_WHAT YOU HAVE TO DO:_
Give again, word for word, each line below starting at the one that contains "async fn main()" and ending at the one that contains "token to a user".

Stored entries
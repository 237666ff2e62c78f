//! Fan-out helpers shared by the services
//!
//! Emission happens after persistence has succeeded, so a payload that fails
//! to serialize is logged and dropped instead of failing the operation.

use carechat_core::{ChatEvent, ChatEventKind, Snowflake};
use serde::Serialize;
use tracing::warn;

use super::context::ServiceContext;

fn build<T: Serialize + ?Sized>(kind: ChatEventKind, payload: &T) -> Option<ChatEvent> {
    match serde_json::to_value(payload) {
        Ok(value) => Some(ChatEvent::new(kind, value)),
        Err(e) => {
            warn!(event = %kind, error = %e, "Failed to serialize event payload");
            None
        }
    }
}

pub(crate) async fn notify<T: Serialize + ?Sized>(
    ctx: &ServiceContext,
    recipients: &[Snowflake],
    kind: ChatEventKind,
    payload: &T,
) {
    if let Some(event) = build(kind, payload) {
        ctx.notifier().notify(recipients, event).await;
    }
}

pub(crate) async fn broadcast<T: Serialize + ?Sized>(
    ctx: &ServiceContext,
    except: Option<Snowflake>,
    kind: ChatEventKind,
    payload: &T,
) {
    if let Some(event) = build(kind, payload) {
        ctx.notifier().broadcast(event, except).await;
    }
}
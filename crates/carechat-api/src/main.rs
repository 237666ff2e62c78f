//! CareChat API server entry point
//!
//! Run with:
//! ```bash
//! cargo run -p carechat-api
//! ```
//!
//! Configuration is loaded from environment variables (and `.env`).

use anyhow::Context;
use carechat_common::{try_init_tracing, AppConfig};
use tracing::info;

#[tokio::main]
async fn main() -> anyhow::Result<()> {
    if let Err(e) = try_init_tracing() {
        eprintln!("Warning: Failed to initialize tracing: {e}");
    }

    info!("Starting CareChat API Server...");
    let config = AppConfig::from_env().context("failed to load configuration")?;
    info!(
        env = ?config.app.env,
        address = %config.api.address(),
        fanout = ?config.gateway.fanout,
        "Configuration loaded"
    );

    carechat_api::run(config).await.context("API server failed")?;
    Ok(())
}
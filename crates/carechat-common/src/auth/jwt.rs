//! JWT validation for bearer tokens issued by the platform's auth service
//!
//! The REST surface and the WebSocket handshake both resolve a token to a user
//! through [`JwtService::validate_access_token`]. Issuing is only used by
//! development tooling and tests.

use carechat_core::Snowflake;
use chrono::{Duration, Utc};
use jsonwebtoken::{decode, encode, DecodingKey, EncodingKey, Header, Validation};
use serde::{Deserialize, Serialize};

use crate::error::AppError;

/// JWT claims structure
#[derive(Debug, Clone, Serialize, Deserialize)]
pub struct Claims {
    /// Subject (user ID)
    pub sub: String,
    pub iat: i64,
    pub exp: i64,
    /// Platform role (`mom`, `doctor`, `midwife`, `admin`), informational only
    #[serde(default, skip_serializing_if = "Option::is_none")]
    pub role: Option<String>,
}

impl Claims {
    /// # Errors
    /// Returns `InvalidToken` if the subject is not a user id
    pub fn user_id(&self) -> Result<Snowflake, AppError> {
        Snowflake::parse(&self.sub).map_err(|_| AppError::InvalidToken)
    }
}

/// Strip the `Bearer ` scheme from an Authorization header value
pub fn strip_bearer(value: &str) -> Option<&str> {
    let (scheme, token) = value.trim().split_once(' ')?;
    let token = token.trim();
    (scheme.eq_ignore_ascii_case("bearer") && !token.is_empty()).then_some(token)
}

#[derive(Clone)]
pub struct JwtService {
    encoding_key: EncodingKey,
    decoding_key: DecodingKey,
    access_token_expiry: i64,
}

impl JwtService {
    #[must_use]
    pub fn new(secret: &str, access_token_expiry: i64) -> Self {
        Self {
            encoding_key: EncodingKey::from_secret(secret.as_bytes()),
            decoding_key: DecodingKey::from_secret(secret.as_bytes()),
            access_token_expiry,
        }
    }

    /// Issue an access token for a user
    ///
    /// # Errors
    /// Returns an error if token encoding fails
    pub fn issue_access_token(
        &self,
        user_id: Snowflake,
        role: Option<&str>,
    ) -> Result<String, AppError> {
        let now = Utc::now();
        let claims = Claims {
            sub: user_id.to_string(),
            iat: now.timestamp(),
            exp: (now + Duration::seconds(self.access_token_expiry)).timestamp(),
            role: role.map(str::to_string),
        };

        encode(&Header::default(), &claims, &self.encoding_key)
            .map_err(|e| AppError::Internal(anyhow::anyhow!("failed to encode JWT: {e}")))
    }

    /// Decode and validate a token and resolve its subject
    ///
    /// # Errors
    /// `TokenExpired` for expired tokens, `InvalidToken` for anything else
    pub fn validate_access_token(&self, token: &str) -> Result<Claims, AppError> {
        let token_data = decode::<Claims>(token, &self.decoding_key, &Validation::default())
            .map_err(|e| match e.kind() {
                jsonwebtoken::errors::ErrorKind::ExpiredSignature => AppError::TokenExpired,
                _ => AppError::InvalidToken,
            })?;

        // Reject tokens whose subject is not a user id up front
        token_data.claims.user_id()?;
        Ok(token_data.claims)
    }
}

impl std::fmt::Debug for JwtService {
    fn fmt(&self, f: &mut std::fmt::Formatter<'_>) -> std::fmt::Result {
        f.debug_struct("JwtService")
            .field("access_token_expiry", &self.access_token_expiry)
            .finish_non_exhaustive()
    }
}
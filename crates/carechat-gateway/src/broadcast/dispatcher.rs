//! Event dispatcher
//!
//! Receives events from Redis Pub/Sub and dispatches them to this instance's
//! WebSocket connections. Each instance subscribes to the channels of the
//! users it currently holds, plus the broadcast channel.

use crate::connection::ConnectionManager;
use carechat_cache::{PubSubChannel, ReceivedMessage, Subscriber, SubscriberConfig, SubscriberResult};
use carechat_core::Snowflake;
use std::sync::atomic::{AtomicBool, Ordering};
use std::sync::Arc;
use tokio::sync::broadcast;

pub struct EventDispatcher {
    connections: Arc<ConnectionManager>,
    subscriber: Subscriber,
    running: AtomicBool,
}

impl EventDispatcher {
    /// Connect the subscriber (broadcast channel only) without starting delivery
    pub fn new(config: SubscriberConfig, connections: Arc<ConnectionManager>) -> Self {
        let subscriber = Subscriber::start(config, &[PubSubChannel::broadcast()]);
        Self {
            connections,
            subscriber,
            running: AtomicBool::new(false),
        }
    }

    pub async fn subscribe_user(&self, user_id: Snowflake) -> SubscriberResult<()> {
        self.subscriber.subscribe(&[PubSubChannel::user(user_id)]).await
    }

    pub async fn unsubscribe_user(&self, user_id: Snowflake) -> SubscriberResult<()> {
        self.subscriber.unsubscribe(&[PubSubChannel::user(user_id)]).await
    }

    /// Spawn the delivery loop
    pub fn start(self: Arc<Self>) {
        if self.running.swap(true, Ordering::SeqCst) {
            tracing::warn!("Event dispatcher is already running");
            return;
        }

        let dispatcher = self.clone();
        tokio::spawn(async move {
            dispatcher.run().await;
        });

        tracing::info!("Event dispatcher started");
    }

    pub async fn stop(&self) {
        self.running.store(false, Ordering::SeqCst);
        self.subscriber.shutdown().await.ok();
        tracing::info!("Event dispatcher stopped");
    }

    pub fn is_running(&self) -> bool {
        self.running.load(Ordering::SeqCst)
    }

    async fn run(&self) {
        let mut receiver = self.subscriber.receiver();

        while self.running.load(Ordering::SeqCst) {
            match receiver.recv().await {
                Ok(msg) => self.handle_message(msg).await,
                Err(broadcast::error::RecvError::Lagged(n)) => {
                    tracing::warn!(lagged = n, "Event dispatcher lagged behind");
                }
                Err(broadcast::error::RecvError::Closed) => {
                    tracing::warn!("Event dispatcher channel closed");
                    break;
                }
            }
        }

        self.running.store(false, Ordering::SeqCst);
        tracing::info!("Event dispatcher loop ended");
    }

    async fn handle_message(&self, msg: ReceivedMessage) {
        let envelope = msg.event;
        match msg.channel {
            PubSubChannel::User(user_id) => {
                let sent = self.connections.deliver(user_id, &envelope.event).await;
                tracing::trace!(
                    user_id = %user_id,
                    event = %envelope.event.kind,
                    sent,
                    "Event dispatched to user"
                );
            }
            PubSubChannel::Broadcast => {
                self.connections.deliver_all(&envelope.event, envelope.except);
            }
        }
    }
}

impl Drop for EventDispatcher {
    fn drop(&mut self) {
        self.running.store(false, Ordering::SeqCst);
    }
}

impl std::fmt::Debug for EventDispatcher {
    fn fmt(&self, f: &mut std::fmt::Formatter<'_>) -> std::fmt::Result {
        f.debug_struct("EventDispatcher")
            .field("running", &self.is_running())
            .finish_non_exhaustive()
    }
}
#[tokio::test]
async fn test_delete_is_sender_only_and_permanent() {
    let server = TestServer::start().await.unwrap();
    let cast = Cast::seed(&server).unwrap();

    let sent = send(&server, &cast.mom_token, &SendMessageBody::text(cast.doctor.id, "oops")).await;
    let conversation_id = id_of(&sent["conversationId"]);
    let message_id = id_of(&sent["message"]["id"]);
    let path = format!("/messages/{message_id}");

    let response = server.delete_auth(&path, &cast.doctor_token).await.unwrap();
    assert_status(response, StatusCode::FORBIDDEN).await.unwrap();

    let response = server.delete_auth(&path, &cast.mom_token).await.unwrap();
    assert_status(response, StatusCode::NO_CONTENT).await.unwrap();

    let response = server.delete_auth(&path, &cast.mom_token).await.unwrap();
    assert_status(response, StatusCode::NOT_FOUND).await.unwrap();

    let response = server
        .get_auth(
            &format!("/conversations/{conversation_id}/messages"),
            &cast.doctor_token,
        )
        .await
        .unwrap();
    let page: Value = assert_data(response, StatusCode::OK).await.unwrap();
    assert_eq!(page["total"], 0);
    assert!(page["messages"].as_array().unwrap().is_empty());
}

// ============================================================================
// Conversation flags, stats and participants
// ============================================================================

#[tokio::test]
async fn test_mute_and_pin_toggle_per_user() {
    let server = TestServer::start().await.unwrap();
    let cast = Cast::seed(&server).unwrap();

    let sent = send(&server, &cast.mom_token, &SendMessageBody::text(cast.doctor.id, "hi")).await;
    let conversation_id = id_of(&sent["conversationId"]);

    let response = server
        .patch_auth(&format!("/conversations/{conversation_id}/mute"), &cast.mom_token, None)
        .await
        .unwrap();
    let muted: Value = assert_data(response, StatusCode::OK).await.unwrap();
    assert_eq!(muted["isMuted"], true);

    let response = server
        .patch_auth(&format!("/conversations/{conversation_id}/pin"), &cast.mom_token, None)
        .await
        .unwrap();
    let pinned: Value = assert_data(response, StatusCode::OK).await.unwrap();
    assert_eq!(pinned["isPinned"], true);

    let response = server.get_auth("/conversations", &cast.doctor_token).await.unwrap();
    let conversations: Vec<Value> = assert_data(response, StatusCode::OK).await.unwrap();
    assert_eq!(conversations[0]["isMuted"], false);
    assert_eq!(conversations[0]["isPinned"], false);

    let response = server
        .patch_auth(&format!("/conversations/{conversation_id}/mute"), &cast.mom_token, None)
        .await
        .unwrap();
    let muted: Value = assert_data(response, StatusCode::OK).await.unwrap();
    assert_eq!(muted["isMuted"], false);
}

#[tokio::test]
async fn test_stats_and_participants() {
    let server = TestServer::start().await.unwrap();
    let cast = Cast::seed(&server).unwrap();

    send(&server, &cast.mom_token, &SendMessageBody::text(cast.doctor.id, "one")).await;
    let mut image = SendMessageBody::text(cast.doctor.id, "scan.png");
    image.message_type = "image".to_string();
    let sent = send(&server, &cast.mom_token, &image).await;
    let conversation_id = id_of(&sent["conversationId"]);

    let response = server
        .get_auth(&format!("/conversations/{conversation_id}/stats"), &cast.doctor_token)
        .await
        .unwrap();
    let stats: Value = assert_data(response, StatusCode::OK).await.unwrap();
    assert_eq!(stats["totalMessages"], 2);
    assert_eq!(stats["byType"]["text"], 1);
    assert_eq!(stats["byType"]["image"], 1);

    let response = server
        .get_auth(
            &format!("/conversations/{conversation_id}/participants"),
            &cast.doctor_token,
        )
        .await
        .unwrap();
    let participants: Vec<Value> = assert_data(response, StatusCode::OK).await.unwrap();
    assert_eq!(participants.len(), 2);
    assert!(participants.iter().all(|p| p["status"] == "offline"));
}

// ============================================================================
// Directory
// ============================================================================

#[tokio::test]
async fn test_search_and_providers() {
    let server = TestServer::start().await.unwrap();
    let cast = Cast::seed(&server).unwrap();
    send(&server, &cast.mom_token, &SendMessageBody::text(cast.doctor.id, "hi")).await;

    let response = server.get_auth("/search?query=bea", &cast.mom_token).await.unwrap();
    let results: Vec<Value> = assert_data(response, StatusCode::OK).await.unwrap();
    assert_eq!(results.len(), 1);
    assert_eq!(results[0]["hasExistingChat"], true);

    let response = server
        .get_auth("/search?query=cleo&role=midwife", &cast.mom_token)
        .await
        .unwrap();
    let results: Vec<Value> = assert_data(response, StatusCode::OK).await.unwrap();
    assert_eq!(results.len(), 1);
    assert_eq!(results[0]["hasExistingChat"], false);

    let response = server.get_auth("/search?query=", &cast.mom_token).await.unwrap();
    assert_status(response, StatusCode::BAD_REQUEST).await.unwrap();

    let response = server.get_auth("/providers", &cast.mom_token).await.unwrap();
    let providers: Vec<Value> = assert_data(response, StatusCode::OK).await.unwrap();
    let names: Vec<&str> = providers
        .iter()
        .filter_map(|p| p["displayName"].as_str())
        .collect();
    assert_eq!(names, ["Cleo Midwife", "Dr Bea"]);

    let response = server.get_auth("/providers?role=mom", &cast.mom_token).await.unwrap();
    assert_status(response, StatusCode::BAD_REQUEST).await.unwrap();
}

_EXERCISE ANSWER:_
async fn main() -> anyhow::Result<()> {
    if let Err(e) = try_init_tracing() {
        eprintln!("Warning: Failed to initialize tracing: {e}");
    }

    info!("Starting CareChat API Server...");
    let config = AppConfig::from_env().context("failed to load configuration")?;
    info!(
        env = ?config.app.env,
        address = %config.api.address(),
        fanout = ?config.gateway.fanout,
        "Configuration loaded"
    );

    carechat_api::run(config).await.context("API server failed")?;
    Ok(())
}
filename crates/carechat-common/src/auth/jwt.rs
//! JWT validation for bearer tokens issued by the platform's auth service
//!
//! The REST surface and the WebSocket handshake both resolve a token to a user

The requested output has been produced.